Ms. Taitz, who represented Army CPT Connie Rhodes in her challenge to the President’s eligibility (and who may have exceeded her client’s direction in doing so, according to this letter from CPT Rhodes), was cited last year by Judge Land for violating Fed.R.Civ.P. 11. In a foreshadowing of United States v. Lakin, Judge Land noted that Ms. Taitz “provided no legal authority to support the proposition that even if the President were found not to be eligible for the office, that this would mean all soldiers in the military would be authorized to disregard their duty as American soldiers and disobey orders from their chain of command.” Rhodes v. MacDonald, 670 F. Supp. 2d 1363, 1376-77 (M.D. Ga. 2009), aff’d, No. 09-15418 (11th Cir. Mar. 15, 2010). The judge concluded that the action brought and maintained by Ms. Taitz was an attempt “to use the legal process for an improper purpose” — i.e., the political goal of removing the President. Id., 670 F. Supp. 2d at 1379.

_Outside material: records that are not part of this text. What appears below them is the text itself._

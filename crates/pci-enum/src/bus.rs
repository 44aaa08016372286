use tracing::warn;

use crate::error::{PciError, Result};
use crate::pool::ResourceClass;
use crate::tree::{BusRange, DeviceTree, NodeId};

/// Hands out secondary bus numbers during the depth-first discovery walk.
#[derive(Debug, Clone)]
pub struct BusNumberAssigner {
    last_used: u8,
    limit: u8,
}

impl BusNumberAssigner {
    /// `start` is the root bus itself; the first bridge receives `start + 1`.
    pub fn new(start: u8, limit: u8) -> Self {
        Self {
            last_used: start,
            limit,
        }
    }

    pub fn last_used(&self) -> u8 {
        self.last_used
    }

    pub fn limit(&self) -> u8 {
        self.limit
    }

    /// Takes the next unused bus number.
    pub fn allocate(&mut self) -> Result<u8> {
        match self.last_used.checked_add(1) {
            Some(next) if next <= self.limit => {
                self.last_used = next;
                Ok(next)
            }
            _ => Err(PciError::Exhausted {
                class: ResourceClass::Bus,
                length: 1,
                alignment: 0,
            }),
        }
    }

    /// Skips `padding` bus numbers so a hot-plug bridge can grow without renumbering.
    ///
    /// Padding beyond the limit is clamped; it is never an error. Returns the count reserved.
    pub fn reserve(&mut self, padding: u8) -> u8 {
        let room = self.limit.saturating_sub(self.last_used);
        let granted = padding.min(room);
        if granted < padding {
            warn!(
                requested = padding,
                granted,
                limit = self.limit,
                "bus padding clamped at the bus limit"
            );
        }
        self.last_used += granted;
        granted
    }
}

/// Checks that every bridge's bus range sits inside its parent's and that siblings are disjoint.
pub fn validate_bus_ranges(tree: &DeviceTree, top: NodeId) -> Result<()> {
    for id in tree.pre_order(top) {
        let node = tree.node(id)?;
        let Some(parent) = node.bridge.as_ref().map(|b| b.bus_range()) else {
            continue;
        };
        let children: Vec<BusRange> = node
            .children()
            .iter()
            .filter_map(|child| tree.get(*child))
            .filter(|child| child.is_bridge())
            .filter_map(|child| child.bridge.as_ref().map(|b| b.bus_range()))
            .collect();
        for (i, child) in children.iter().enumerate() {
            if child.start <= parent.start || !parent.contains_range(child) {
                return Err(PciError::InvalidRequest(
                    "child bus range escapes its parent bridge",
                ));
            }
            if children[i + 1..].iter().any(|other| other.overlaps(child)) {
                return Err(PciError::InvalidRequest("sibling bus ranges overlap"));
            }
        }
    }
    Ok(())
}

#[cfg(test)]
mod tests {
    use super::*;

    #[test]
    fn allocation_stops_at_the_limit() {
        let mut buses = BusNumberAssigner::new(0, 2);
        assert_eq!(buses.allocate().unwrap(), 1);
        assert_eq!(buses.allocate().unwrap(), 2);
        assert!(matches!(
            buses.allocate(),
            Err(PciError::Exhausted {
                class: ResourceClass::Bus,
                ..
            })
        ));
        assert_eq!(buses.last_used(), 2);
    }

    #[test]
    fn padding_is_clamped() {
        let mut buses = BusNumberAssigner::new(0xFC, 0xFF);
        assert_eq!(buses.reserve(2), 2);
        assert_eq!(buses.reserve(5), 1);
        assert_eq!(buses.last_used(), 0xFF);
        assert_eq!(buses.reserve(1), 0);
    }

    #[test]
    fn full_range_never_wraps() {
        let mut buses = BusNumberAssigner::new(0xFF, 0xFF);
        assert!(buses.allocate().is_err());
        assert_eq!(buses.reserve(3), 0);
    }
}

After losing her bid to have the sanctions overturned by the Eleventh Circuit, Ms. Taitz sought a stay from Justice Thomas, who turned her down. She was undeterred: “It was never seen by Justice Thomas, there’s not evidence it was seen by Justice Thomas.” With her request now rejected by the full Court, she reportedly questions whether the justices actually decided her request:
Taitz told TPMMuckraker she is convinced that none of the members of the court read her request, and that clerks made the decision for the justices.
Ms. Taitz claims she is in no danger of failing to pay her fine, when and if she accepts its legitimacy: “I have means to pay, the public is collecting funds … Within a month, I will have the $20,000.”